(Collected data entries)
impl IndexCache {
    /// Plan the buffer layout of a universe.
    pub fn plan(universe: &Universe) -> Result<IndexCache, LayoutError> {
        let mut dependencies: HashMap<&str, &Expr> = HashMap::new();
        for dep in &universe.dependencies {
            if !universe.values.iter().any(|v| v.name == dep.name) {
                return Err(LayoutError::UnknownDependency(dep.name.clone()));
            }
            if dependencies.insert(&dep.name, &dep.rhs).is_some() {
                return Err(LayoutError::DuplicateDependency(dep.name.clone()));
            }
        }

        let mut tunable_len = 0usize;
        let mut tunable_type: Option<ElemType> = None;
        let mut clock_lengths: IndexMap<ClockId, HashMap<usize, usize>> = IndexMap::new();
        let mut discrete_types: Vec<ElemType> = Vec::new();
        let mut constant = TypeGroups::default();
        let mut nonnumeric = TypeGroups::default();
        let mut entries: IndexMap<String, ValueEntry> = IndexMap::new();

        for decl in &universe.values {
            if entries.contains_key(&decl.name) {
                return Err(LayoutError::DuplicateValue(decl.name.clone()));
            }

            let dependency = dependencies.get(decl.name.as_str()).map(|e| (*e).clone());
            let (class, index) = if dependency.is_some() {
                (ParameterClass::Dependent, None)
            } else {
                let placement = classify(decl)?;
                let count = decl.shape.element_count().unwrap_or(0);
                let (coord, offset) = match placement {
                    Placement::Tunable => {
                        let offset = tunable_len;
                        tunable_len += count;
                        tunable_type = Some(
                            tunable_type.map_or(decl.elem_type, |t| t.join(decl.elem_type)),
                        );
                        (BufferCoord::new(ParameterClass::Tunable, 0, 0), offset)
                    }
                    Placement::Discrete(clock) => {
                        let type_slot = match discrete_types.iter().position(|t| *t == decl.elem_type)
                        {
                            Some(i) => i,
                            None => {
                                discrete_types.push(decl.elem_type);
                                discrete_types.len() - 1
                            }
                        };
                        let entry = clock_lengths.entry(clock.clone());
                        let group = entry.index();
                        let len = entry.or_default().entry(type_slot).or_insert(0);
                        let offset = *len;
                        *len += count;
                        (
                            BufferCoord::new(ParameterClass::Discrete, group, type_slot),
                            offset,
                        )
                    }
                    Placement::Constant => {
                        let (buffer, offset) = constant.reserve(decl.elem_type, count);
                        (BufferCoord::new(ParameterClass::Constant, 0, buffer), offset)
                    }
                    Placement::Nonnumeric => {
                        let (buffer, offset) = nonnumeric.reserve(decl.elem_type, count);
                        (BufferCoord::new(ParameterClass::Nonnumeric, 0, buffer), offset)
                    }
                };
                let index = ParameterIndex::new(
                    decl.name.clone(),
                    coord,
                    offset,
                    decl.shape.clone(),
                    decl.elem_type,
                    LayoutFingerprint::default(),
                );
                (placement.class(), Some(index))
            };

            entries.insert(
                decl.name.clone(),
                ValueEntry {
                    name: decl.name.clone(),
                    class,
                    elem_type: decl.elem_type,
                    shape: decl.shape.clone(),
                    aliases: Vec::new(),
                    default: decl.default.clone(),
                    index,
                    dependency,
                },
            );
        }

        let tunable = BufferTemplate::new(
            tunable_type.map_or(ElemType::Float, |t| t.join(ElemType::Float)),
            tunable_len,
        );
        let clocks: Vec<ClockId> = clock_lengths.keys().cloned().collect();
        let discrete: Vec<Vec<BufferTemplate>> = clock_lengths
            .values()
            .map(|lengths| {
                discrete_types
                    .iter()
                    .enumerate()
                    .map(|(i, ty)| BufferTemplate::new(*ty, lengths.get(&i).copied().unwrap_or(0)))
                    .collect()
            })
            .collect();
        let constant = constant.templates();
        let nonnumeric = nonnumeric.templates();

        let fingerprint = LayoutFingerprint::of(&LayoutDigest {
            tunable: &tunable,
            clocks: clocks.iter().collect(),
            discrete: &discrete,
            constant: &constant,
            nonnumeric: &nonnumeric,
            slots: entries
                .values()
                .filter_map(|e| {
                    e.index
                        .as_ref()
                        .map(|idx| (e.name.as_str(), idx.coord(), idx.offset(), &e.shape, e.elem_type))
                })
                .collect(),
        })
        .map_err(|e| LayoutError::Fingerprint(e.to_string()))?;
        for entry in entries.values_mut() {
            if let Some(index) = entry.index.as_mut() {
                index.stamp(fingerprint);
            }
        }

        let names = register_names(&universe.system, &universe.values, &mut entries)?;
        let buffer_table = linear_table(&tunable, &discrete, &constant, &nonnumeric);

        debug!(
            system = %universe.system,
            fingerprint = %fingerprint.short(),
            tunables = tunable.length,
            clocks = clocks.len(),
            constant_buffers = constant.len(),
            nonnumeric_buffers = nonnumeric.len(),
            derived = dependencies.len(),
            "planned parameter layout"
        );

        Ok(IndexCache {
            system: universe.system.clone(),
            fingerprint,
            tunable,
            clocks,
            discrete_types,
            discrete,
            constant,
            nonnumeric,
            entries,
            names,
            buffer_table: buffer_table.into(),
        })
    }

    pub fn system(&self) -> &str {
        &self.system
    }

    pub fn fingerprint(&self) -> LayoutFingerprint {
        self.fingerprint
    }

    pub fn tunable_template(&self) -> &BufferTemplate {
        &self.tunable
    }

    pub fn clocks(&self) -> &[ClockId] {
        &self.clocks
    }

    pub fn discrete_types(&self) -> &[ElemType] {
        &self.discrete_types
    }

    /// Per clock, one template per globally known discrete element type.
    pub fn discrete_templates(&self) -> &[Vec<BufferTemplate>] {
        &self.discrete
    }

    pub fn constant_templates(&self) -> &[BufferTemplate] {
        &self.constant
    }

    pub fn nonnumeric_templates(&self) -> &[BufferTemplate] {
        &self.nonnumeric
    }

    /// Template of one buffer.
    pub fn template(&self, coord: BufferCoord) -> Option<&BufferTemplate> {
        match coord.class {
            ParameterClass::Tunable => (coord.group == 0 && coord.buffer == 0).then_some(&self.tunable),
            ParameterClass::Discrete => self.discrete.get(coord.group)?.get(coord.buffer),
            ParameterClass::Constant if coord.group == 0 => self.constant.get(coord.buffer),
            ParameterClass::Nonnumeric if coord.group == 0 => self.nonnumeric.get(coord.buffer),
            _ => None,
        }
    }

    /// Linear numbering of owned buffers: the tunable buffer (if non-empty),
    /// every discrete buffer clock by clock, then constant and nonnumeric
    /// buffers.
    pub fn buffer_table(&self) -> &Arc<[BufferCoord]> {
        &self.buffer_table
    }

    pub fn buffer_count(&self) -> usize {
        self.buffer_table.len()
    }

    /// All values in declaration order.
    pub fn entries(&self) -> impl Iterator<Item = &ValueEntry> {
        self.entries.values()
    }

    /// Values that own a storage slot.
    pub fn stored_entries(&self) -> impl Iterator<Item = &ValueEntry> {
        self.entries.values().filter(|e| !e.is_derived())
    }

    /// Dependency-derived values with their defining expressions.
    pub fn dependencies(&self) -> impl Iterator<Item = (&str, &Expr)> {
        self.entries
            .values()
            .filter_map(|e| e.dependency.as_ref().map(|rhs| (e.name.as_str(), rhs)))
    }

    /// Resolve any registered name, including element names like `p[2]`.
    pub fn resolve(&self, name: &str) -> Option<Resolved<'_>> {
        if let Some(&pos) = self.names.get(name) {
            return self.entries.get_index(pos).map(|(_, e)| Resolved::Whole(e));
        }
        let (base, subs) = split_subscript(name)?;
        let &pos = self.names.get(base)?;
        let (_, entry) = self.entries.get_index(pos)?;
        let linear = linear_index(entry.shape.dims(), &subs)?;
        Some(Resolved::Element { entry, linear })
    }

    pub fn entry(&self, name: &str) -> Option<&ValueEntry> {
        self.resolve(name).map(|r| r.entry())
    }

    /// Locator for a stored value or element.
    pub fn index(&self, name: &str) -> Option<ParameterIndex> {
        self.resolve(name)?.index()
    }

    pub fn class_of(&self, name: &str) -> Option<ParameterClass> {
        self.entry(name).map(|e| e.class)
    }

    pub fn is_derived(&self, name: &str) -> bool {
        self.entry(name).is_some_and(ValueEntry::is_derived)
    }

    pub fn canonical_name(&self, name: &str) -> Option<String> {
        self.resolve(name).map(|r| r.canonical_name())
    }

    /// Locator of a discrete value relative to its clock.
    pub fn timeseries_index(&self, name: &str) -> Option<TimeseriesIndex> {
        let index = self.index(name)?;
        if index.class() != ParameterClass::Discrete {
            return None;
        }
        let timeseries = index.coord().group;
        Some(TimeseriesIndex {
            timeseries,
            clock: self.clocks.get(timeseries)?.clone(),
            index,
        })
    }

    /// Rewrite every reference in `expr` to canonical form: aliases become
    /// the canonical name and element names become `Index(Ref(array), subs)`.
    /// Names outside the universe are left untouched.
    pub fn canonicalize_expr(&self, expr: &Expr) -> Expr {
        expr.map_refs(&|name: &str| match self.resolve(name) {
            Some(Resolved::Whole(entry)) => Expr::Ref(entry.name.clone()),
            Some(Resolved::Element { entry, linear }) => {
                Expr::Ref(entry.name.clone()).index(subscripts(entry.shape.dims(), linear))
            }
            None => Expr::Ref(name.to_string()),
        })
    }
}

/// Register the bare, aliased, and namespaced names of every value.
fn register_names(
    system: &str,
    decls: &[ValueDecl],
    entries: &mut IndexMap<String, ValueEntry>,
) -> Result<HashMap<String, usize>, LayoutError> {
    let mut names: HashMap<String, usize> = HashMap::new();

    for decl in decls {
        let Some(pos) = entries.get_index_of(&decl.name) else {
            continue;
        };
        let mut forms: Vec<String> = Vec::new();
        for term in std::iter::once(&decl.name).chain(&decl.aliases) {
            forms.push(term.clone());
            if !system.is_empty() {
                forms.push(format!("{system}.{term}"));
            }
        }

        let mut aliases = Vec::new();
        for form in forms {
            match names.get(&form) {
                Some(&other) if other != pos => {
                    let first = entries
                        .get_index(other)
                        .map(|(name, _)| name.clone())
                        .unwrap_or_default();
                    return Err(LayoutError::AliasConflict {
                        alias: form,
                        first,
                        second: decl.name.clone(),
                    });
                }
                Some(_) => {}
                None => {
                    if form != decl.name {
                        aliases.push(form.clone());
                    }
                    names.insert(form, pos);
                }
            }
        }
        if let Some((_, entry)) = entries.get_index_mut(pos) {
            entry.aliases = aliases;
        }
    }
    Ok(names)
}

fn linear_table(
    tunable: &BufferTemplate,
    discrete: &[Vec<BufferTemplate>],
    constant: &[BufferTemplate],
    nonnumeric: &[BufferTemplate],
) -> Vec<BufferCoord> {
    let mut table = Vec::new();
    if tunable.length > 0 {
        table.push(BufferCoord::new(ParameterClass::Tunable, 0, 0));
    }
    for (group, buffers) in discrete.iter().enumerate() {
        for buffer in 0..buffers.len() {
            table.push(BufferCoord::new(ParameterClass::Discrete, group, buffer));
        }
    }
    for buffer in 0..constant.len() {
        table.push(BufferCoord::new(ParameterClass::Constant, 0, buffer));
    }
    for buffer in 0..nonnumeric.len() {
        table.push(BufferCoord::new(ParameterClass::Nonnumeric, 0, buffer));
    }
    table
}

**What is expected**
Up to and including the line with "let mut tunable_type: Option<ElemType>", transcribe the entries above exactly, starting from their first line.

**Response**
impl IndexCache {
    /// Plan the buffer layout of a universe.
    pub fn plan(universe: &Universe) -> Result<IndexCache, LayoutError> {
        let mut dependencies: HashMap<&str, &Expr> = HashMap::new();
        for dep in &universe.dependencies {
            if !universe.values.iter().any(|v| v.name == dep.name) {
                return Err(LayoutError::UnknownDependency(dep.name.clone()));
            }
            if dependencies.insert(&dep.name, &dep.rhs).is_some() {
                return Err(LayoutError::DuplicateDependency(dep.name.clone()));
            }
        }

        let mut tunable_len = 0usize;
        let mut tunable_type: Option<ElemType> = None;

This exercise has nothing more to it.